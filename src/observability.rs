//! 日志与追踪初始化
//!
//! 控制台日志写到 stderr，stdout 只留给测试报告（便于 `--json` 管道处理）。

use std::fs;
use tracing_appender::non_blocking::{NonBlocking, WorkerGuard};
use tracing_subscriber::{filter::EnvFilter, fmt, prelude::*};
use turnprobe_common::ProbeConfig;
use turnprobe_common::config::{LogConfig, ObservabilityConfig};

#[cfg(feature = "opentelemetry")]
use crate::error::Error;
use crate::error::Result;
#[cfg(feature = "opentelemetry")]
use opentelemetry::KeyValue;
#[cfg(feature = "opentelemetry")]
use opentelemetry_otlp::WithExportConfig;
#[cfg(feature = "opentelemetry")]
use opentelemetry_sdk::propagation::TraceContextPropagator;
#[cfg(feature = "opentelemetry")]
use opentelemetry_sdk::{Resource, trace::SdkTracerProvider};

const LOG_FILE_NAME: &str = "turnprobe.log";

/// 持有日志写线程与 tracer provider，drop 时刷新
#[derive(Default)]
pub struct ObservabilityGuard {
    #[cfg(feature = "opentelemetry")]
    tracer_provider: Option<SdkTracerProvider>,
    log_guard: Option<WorkerGuard>,
}

impl Drop for ObservabilityGuard {
    fn drop(&mut self) {
        #[cfg(feature = "opentelemetry")]
        if let Some(provider) = self.tracer_provider.take()
            && let Err(e) = provider.shutdown()
        {
            eprintln!("Failed to shutdown tracer provider: {e:?}");
        }
        drop(self.log_guard.take());
    }
}

/// 按配置初始化日志（及可选的 OTLP 追踪）
pub fn init_observability(config: &ProbeConfig) -> Result<ObservabilityGuard> {
    let mut guard = ObservabilityGuard::default();
    let observability = config.observability_config();

    match observability.log.output.as_str() {
        "file" => {
            fs::create_dir_all(&observability.log.path)?;
            let (writer, worker_guard) = build_file_writer(&observability.log)?;
            guard.log_guard = Some(worker_guard);
            init_subscriber_with_writer(writer, false, &mut guard, config)?;
        }
        _ => {
            init_subscriber_with_writer(std::io::stderr, true, &mut guard, config)?;
        }
    }

    Ok(guard)
}

/// RUST_LOG 优先于配置文件中的 filter_level
fn create_env_filter(config: &ObservabilityConfig) -> EnvFilter {
    let directive = std::env::var("RUST_LOG")
        .ok()
        .map(|v| v.trim().to_string())
        .filter(|v| !v.is_empty())
        .unwrap_or_else(|| config.filter_level.clone());

    EnvFilter::try_new(&directive).unwrap_or_else(|_| {
        eprintln!("Failed to parse filter directive: {directive}. Falling back to: info");
        EnvFilter::new("info")
    })
}

fn init_subscriber_with_writer<W>(
    writer: W,
    use_ansi: bool,
    #[cfg_attr(not(feature = "opentelemetry"), allow(unused_variables))]
    guard: &mut ObservabilityGuard,
    config: &ProbeConfig,
) -> Result<()>
where
    W: for<'a> fmt::MakeWriter<'a> + Send + Sync + 'static,
{
    let fmt_layer = fmt::layer()
        .with_target(true)
        .with_level(true)
        .with_ansi(use_ansi)
        .with_writer(writer);

    let observability = config.observability_config();

    #[cfg(feature = "opentelemetry")]
    {
        if let Some(provider) = build_tracing_provider(config)? {
            use opentelemetry::trace::TracerProvider as _;
            let tracer = provider.tracer(observability.tracing.service_name().to_string());
            guard.tracer_provider = Some(provider);

            tracing_subscriber::registry()
                .with(create_env_filter(observability))
                .with(fmt_layer)
                .with(tracing_opentelemetry::layer().with_tracer(tracer))
                .try_init()
                .ok();
            return Ok(());
        }
    }

    tracing_subscriber::registry()
        .with(create_env_filter(observability))
        .with(fmt_layer)
        .try_init()
        .ok();

    Ok(())
}

fn build_file_writer(log_config: &LogConfig) -> Result<(NonBlocking, WorkerGuard)> {
    if log_config.rotate {
        let appender = tracing_appender::rolling::daily(&log_config.path, LOG_FILE_NAME);
        Ok(tracing_appender::non_blocking(appender))
    } else {
        let file = fs::OpenOptions::new()
            .create(true)
            .append(true)
            .open(std::path::Path::new(&log_config.path).join(LOG_FILE_NAME))?;
        Ok(tracing_appender::non_blocking(file))
    }
}

#[cfg(feature = "opentelemetry")]
fn build_tracing_provider(config: &ProbeConfig) -> Result<Option<SdkTracerProvider>> {
    let tracing_cfg = config.tracing_config();
    if !tracing_cfg.is_enabled() {
        return Ok(None);
    }
    tracing_cfg.validate().map_err(Error::custom)?;

    eprintln!(
        "📊 OpenTelemetry tracing: service_name={}, endpoint={}",
        tracing_cfg.service_name(),
        tracing_cfg.endpoint()
    );

    let exporter = opentelemetry_otlp::SpanExporter::builder()
        .with_tonic()
        .with_endpoint(tracing_cfg.endpoint())
        .build()
        .map_err(|e| Error::custom(format!("Failed to build OTLP exporter: {e}")))?;

    let resource = Resource::builder()
        .with_service_name(tracing_cfg.service_name().to_string())
        .with_attributes([KeyValue::new("service.instance.id", config.name.clone())])
        .build();

    let tracer_provider = SdkTracerProvider::builder()
        .with_resource(resource)
        .with_batch_exporter(exporter)
        .build();

    opentelemetry::global::set_tracer_provider(tracer_provider.clone());
    opentelemetry::global::set_text_map_propagator(TraceContextPropagator::new());

    Ok(Some(tracer_provider))
}

#[cfg(test)]
mod tests {
    use super::*;

    #[test]
    fn test_file_output_creates_log_directory() {
        let dir = tempfile::tempdir().unwrap();
        let log_dir = dir.path().join("nested/logs");

        let mut config = ProbeConfig::default();
        config.observability.log.output = "file".to_string();
        config.observability.log.path = log_dir.display().to_string();

        let guard = init_observability(&config).unwrap();
        tracing::info!("written to file");
        drop(guard);

        assert!(log_dir.join(LOG_FILE_NAME).exists());
    }

    #[test]
    fn test_invalid_filter_falls_back() {
        let mut config = ObservabilityConfig::default();
        config.filter_level = "info,[[bad".to_string();
        // 不 panic 即可
        let _ = create_env_filter(&config);
    }
}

TASK OBJECTIVE: Look through the entries above. Extract each line with the word "SdkTracerProvider".

TASK OUTPUT:
use opentelemetry_sdk::{Resource, trace::SdkTracerProvider};
    tracer_provider: Option<SdkTracerProvider>,
fn build_tracing_provider(config: &ProbeConfig) -> Result<Option<SdkTracerProvider>> {
    let tracer_provider = SdkTracerProvider::builder()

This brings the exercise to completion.